There is no denying that infection needs to be prevented everywhere otherwise, even the vaccinated people in wealthy countries run the risk of contracting disease when they are in contact with unvaccinated people. This issue of vaccination gets urgency, as new variants of the coronavirus have emerged in Britain, South Africa and Brazil and have spread elsewhere. Scientists have expressed concerns that new mutations of COVID-19 may undo the progress achieved in the development of vaccines. Therefore, the drive for vaccination has to be accelerated. Variants of the virus are troublingly, more contagious and those with weak immune power are likely to be the early victims. New mutations can develop when the virus is able to spread through unprotected populations.
Vaccine inequality seems to be the order of the day if the number of vaccinated people worldwide is any guide. Some rich countries have hoarded vaccines many times more than they actually need. On the other hand, poor nations are not able to buy vaccines for their populations. Health experts believe that such inequality in vaccine distribution is hazardous too. The current global COVID-19 vaccine regime is not fit for providing early protection to the population by increasing vaccination. Vaccine nationalism is defended by some that the nations which have invested huge resources in the development of vaccines should have the precedence in utilising the miracle of science. But their desire to tend to one’s own citizens before worrying about others won’t serve wealthy countries if new variants of the disease prolong suffering and disruption everywhere.
New variants of COVID-19 have already become source of anxiety for the scientists. Scientists should be able to reprogramme the vaccines to be effective against new variants once they have been identified that is one of the advantages of the mRNA technology underpinning the Moderna and Pifzer BioNtech vaccines. Amidst the gloom of lack of accessible and affordable vaccines to achieve community immunity in countries around the globe, some rays of hope have appeared with the decision of the QUAD, an informal alliance of Australia, India, Japan, and US, which it took in its first virtual summit last week, of launching Vaccine Partnership involving different commitments from each of the nations regarding donations to bolster vaccination capacity abroad.
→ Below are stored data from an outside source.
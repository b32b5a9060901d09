//! loadstate Time - timeline and timers
//!
//! This crate implements the time side of a loading tree:
//! - Timeline clock: monotonic, moved only by its owner
//! - Wall clock: maps OS instants onto the timeline
//! - Timer queue: deadline-ordered, cancellable, deterministic tie-breaking

pub mod clock;
pub mod timer;

pub use clock::*;
pub use timer::*;
//! loadstate Runtime - registry and service
//!
//! This crate wraps the loading tree for applications:
//! 1. Registry of named top-level areas
//! 2. Path addressing of segments ("checkout/payment")
//! 3. Backward-compatible get/set facade by name
//! 4. Service task that owns the registry and fires timers on wall time
//! 5. Configuration files and logging setup

pub mod config;
pub mod logging;
pub mod manager;
pub mod service;

pub use config::*;
pub use logging::*;
pub use manager::*;
pub use service::*;
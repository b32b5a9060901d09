//! Logging setup

use tracing_subscriber::filter::EnvFilter;

/// Install a stderr fmt subscriber. `RUST_LOG` overrides `default_filter`.
///
/// Returns false if a global subscriber was already installed.
pub fn init_logging(default_filter: &str) -> bool {
    let filter =
        EnvFilter::try_from_default_env().unwrap_or_else(|_| EnvFilter::new(default_filter));

    tracing_subscriber::fmt()
        .with_env_filter(filter)
        .with_target(true)
        .with_writer(std::io::stderr)
        .try_init()
        .is_ok()
}

#[cfg(test)]
mod tests {
    use super::*;

    #[test]
    fn test_init_logging_is_idempotent() {
        init_logging("loadstate=debug");
        assert!(!init_logging("loadstate=debug"));
    }
}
They will also form a QUAD Vaccine Experts group of top scientists and government officials who will work to address manufacturing hurdles and financing plans. However, QUAD’s financial support for vaccine production falls short of urgent calls for immediately supplying ready-to-use doses that can be quickly injected. The current situation of vaccine rollouts in Nepal exemplifies the inadequacy of vaccines in many low-and middle-income countries to get the larger population inoculated. So far about 1.6 million people in Nepal have received the vaccine jabs. Nepal, like many other developing countries may have to wait months, if not years for sufficient vaccinations in view of their limited capacity to buy enough doses.

A sigh of relief
The path to quick inoculation is hampered by ongoing vaccine race. Recent observations from China and the US have given a sigh of relief. The Chinese foreign minister has emphasised that the distribution of COVID-19 vaccines should be accessible and affordable to all countries. In the same vein, the US Secretary of State has underscored the same fact in his recent BBC interview,” Until everyone is vaccinated, then no one is really fully safe”. Their statements are encouraging. Hopefully, vaccines would become affordable to all and the common fight against the pandemic will succeed when rich countries refrain themselves from so-called vaccine nationalism.